### Study material

-.-.-

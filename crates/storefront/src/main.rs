//! ShapeShift Storefront - JSON storefront service.
//!
//! This binary serves the storefront API on port 3000.
//!
//! # Architecture
//!
//! - Axum web framework, JSON in and out
//! - Catalog fetched from the ShapeShift catalog API (or kept locally)
//! - Cart and saved addresses persisted as JSON files in the data directory
//! - Checkout hands the order off to a chat deep link; there is no payment step

#![cfg_attr(not(test), forbid(unsafe_code))]

use sentry::integrations::tracing as sentry_tracing;
use shapeshift_storefront::config::StorefrontConfig;
use shapeshift_storefront::routes;
use shapeshift_storefront::services::SessionState;
use shapeshift_storefront::state::AppState;
use tower_http::trace::TraceLayer;
use tracing_subscriber::{layer::SubscriberExt, util::SubscriberInitExt};

/// Initialize Sentry error tracking and return guard that must be kept alive.
fn init_sentry(config: &StorefrontConfig) -> Option<sentry::ClientInitGuard> {
    let dsn = config.sentry_dsn.as_ref()?;

    let guard = sentry::init((
        dsn.as_str(),
        sentry::ClientOptions {
            release: sentry::release_name!(),
            attach_stacktrace: true,
            ..Default::default()
        },
    ));

    tracing::info!("Sentry initialized");
    Some(guard)
}

/// Filter tracing events to Sentry event types.
fn sentry_event_filter(metadata: &tracing::Metadata<'_>) -> sentry_tracing::EventFilter {
    match *metadata.level() {
        tracing::Level::ERROR | tracing::Level::WARN => sentry_tracing::EventFilter::Event,
        tracing::Level::INFO | tracing::Level::DEBUG => sentry_tracing::EventFilter::Breadcrumb,
        _ => sentry_tracing::EventFilter::Ignore,
    }
}

#[tokio::main]
async fn main() {
    // Load configuration from environment (needed for Sentry init)
    let config = StorefrontConfig::from_env().expect("Failed to load configuration");

    // Initialize Sentry (must be done before tracing subscriber)
    let _sentry_guard = init_sentry(&config);

    // Defaults to info level for our crate if RUST_LOG is not set
    let env_filter = tracing_subscriber::EnvFilter::try_from_default_env()
        .unwrap_or_else(|_| "shapeshift_storefront=info,tower_http=debug".into());

    tracing_subscriber::registry()
        .with(env_filter)
        .with(tracing_subscriber::fmt::layer())
        .with(sentry_tracing::layer().event_filter(sentry_event_filter))
        .init();

    let state = AppState::new(config.clone()).expect("Failed to initialize application state");
    tracing::info!(data_dir = %config.data_dir.display(), "Local state loaded");

    if state.is_catalog_remote() {
        match state.catalog_service().refresh().await {
            Ok((products, categories)) => {
                tracing::info!(products, categories, "Catalog loaded");
            }
            Err(e) => tracing::warn!(error = %e, "Initial catalog load failed, serving empty catalog"),
        }
    }

    match state.auth().revalidate().await {
        SessionState::Authenticated(user) => tracing::info!(email = %user.email, "Catalog API session valid"),
        SessionState::LoggedOut => tracing::debug!("No catalog API session"),
        SessionState::Offline => tracing::warn!("Catalog API unreachable, keeping stored session"),
    }

    // Build router
    let app = routes::routes()
        .with_state(state)
        .layer(TraceLayer::new_for_http())
        // Sentry layers (outermost for full request coverage)
        .layer(sentry_tower::NewSentryLayer::new_from_top())
        .layer(sentry_tower::SentryHttpLayer::new().enable_transaction());

    // Start server
    let addr = config.socket_addr();
    tracing::info!("storefront listening on {}", addr);

    let listener = tokio::net::TcpListener::bind(addr)
        .await
        .expect("Failed to bind to address");

    axum::serve(listener, app)
        .with_graceful_shutdown(shutdown_signal())
        .await
        .expect("Server error");
}

/// Wait for shutdown signal (Ctrl+C or SIGTERM).
async fn shutdown_signal() {
    let ctrl_c = async {
        tokio::signal::ctrl_c()
            .await
            .expect("Failed to install Ctrl+C handler");
    };

    #[cfg(unix)]
    let terminate = async {
        tokio::signal::unix::signal(tokio::signal::unix::SignalKind::terminate())
            .expect("Failed to install signal handler")
            .recv()
            .await;
    };

    #[cfg(not(unix))]
    let terminate = std::future::pending::<()>();

    tokio::select! {
        () = ctrl_c => {},
        () = terminate => {},
    }

    tracing::info!("Shutdown signal received, starting graceful shutdown");
}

-.-.-

### What is being asked
Copy the material above back out, exactly as written.

### Your solution
filename crates/storefront/src/main.rs
//! ShapeShift Storefront - JSON storefront service.
//!
//! This binary serves the storefront API on port 3000.
//!
//! # Architecture
//!
//! - Axum web framework, JSON in and out
//! - Catalog fetched from the ShapeShift catalog API (or kept locally)
//! - Cart and saved addresses persisted as JSON files in the data directory
//! - Checkout hands the order off to a chat deep link; there is no payment step

#![cfg_attr(not(test), forbid(unsafe_code))]

use sentry::integrations::tracing as sentry_tracing;
use shapeshift_storefront::config::StorefrontConfig;
use shapeshift_storefront::routes;
use shapeshift_storefront::services::SessionState;
use shapeshift_storefront::state::AppState;
use tower_http::trace::TraceLayer;
use tracing_subscriber::{layer::SubscriberExt, util::SubscriberInitExt};

/// Initialize Sentry error tracking and return guard that must be kept alive.
fn init_sentry(config: &StorefrontConfig) -> Option<sentry::ClientInitGuard> {
    let dsn = config.sentry_dsn.as_ref()?;

    let guard = sentry::init((
        dsn.as_str(),
        sentry::ClientOptions {
            release: sentry::release_name!(),
            attach_stacktrace: true,
            ..Default::default()
        },
    ));

    tracing::info!("Sentry initialized");
    Some(guard)
}

/// Filter tracing events to Sentry event types.
fn sentry_event_filter(metadata: &tracing::Metadata<'_>) -> sentry_tracing::EventFilter {
    match *metadata.level() {
        tracing::Level::ERROR | tracing::Level::WARN => sentry_tracing::EventFilter::Event,
        tracing::Level::INFO | tracing::Level::DEBUG => sentry_tracing::EventFilter::Breadcrumb,
        _ => sentry_tracing::EventFilter::Ignore,
    }
}

#[tokio::main]
async fn main() {
    // Load configuration from environment (needed for Sentry init)
    let config = StorefrontConfig::from_env().expect("Failed to load configuration");

    // Initialize Sentry (must be done before tracing subscriber)
    let _sentry_guard = init_sentry(&config);

    // Defaults to info level for our crate if RUST_LOG is not set
    let env_filter = tracing_subscriber::EnvFilter::try_from_default_env()
        .unwrap_or_else(|_| "shapeshift_storefront=info,tower_http=debug".into());

    tracing_subscriber::registry()
        .with(env_filter)
        .with(tracing_subscriber::fmt::layer())
        .with(sentry_tracing::layer().event_filter(sentry_event_filter))
        .init();

    let state = AppState::new(config.clone()).expect("Failed to initialize application state");
    tracing::info!(data_dir = %config.data_dir.display(), "Local state loaded");

    if state.is_catalog_remote() {
        match state.catalog_service().refresh().await {
            Ok((products, categories)) => {
                tracing::info!(products, categories, "Catalog loaded");
            }
            Err(e) => tracing::warn!(error = %e, "Initial catalog load failed, serving empty catalog"),
        }
    }

    match state.auth().revalidate().await {
        SessionState::Authenticated(user) => tracing::info!(email = %user.email, "Catalog API session valid"),
        SessionState::LoggedOut => tracing::debug!("No catalog API session"),
        SessionState::Offline => tracing::warn!("Catalog API unreachable, keeping stored session"),
    }

    // Build router
    let app = routes::routes()
        .with_state(state)
        .layer(TraceLayer::new_for_http())
        // Sentry layers (outermost for full request coverage)
        .layer(sentry_tower::NewSentryLayer::new_from_top())
        .layer(sentry_tower::SentryHttpLayer::new().enable_transaction());

    // Start server
    let addr = config.socket_addr();
    tracing::info!("storefront listening on {}", addr);

    let listener = tokio::net::TcpListener::bind(addr)
        .await
        .expect("Failed to bind to address");

    axum::serve(listener, app)
        .with_graceful_shutdown(shutdown_signal())
        .await
        .expect("Server error");
}

/// Wait for shutdown signal (Ctrl+C or SIGTERM).
async fn shutdown_signal() {
    let ctrl_c = async {
        tokio::signal::ctrl_c()
            .await
            .expect("Failed to install Ctrl+C handler");
    };

    #[cfg(unix)]
    let terminate = async {
        tokio::signal::unix::signal(tokio::signal::unix::SignalKind::terminate())
            .expect("Failed to install signal handler")
            .recv()
            .await;
    };

    #[cfg(not(unix))]
    let terminate = std::future::pending::<()>();

    tokio::select! {
        () = ctrl_c => {},
        () = terminate => {},
    }

    tracing::info!("Shutdown signal received, starting graceful shutdown");
}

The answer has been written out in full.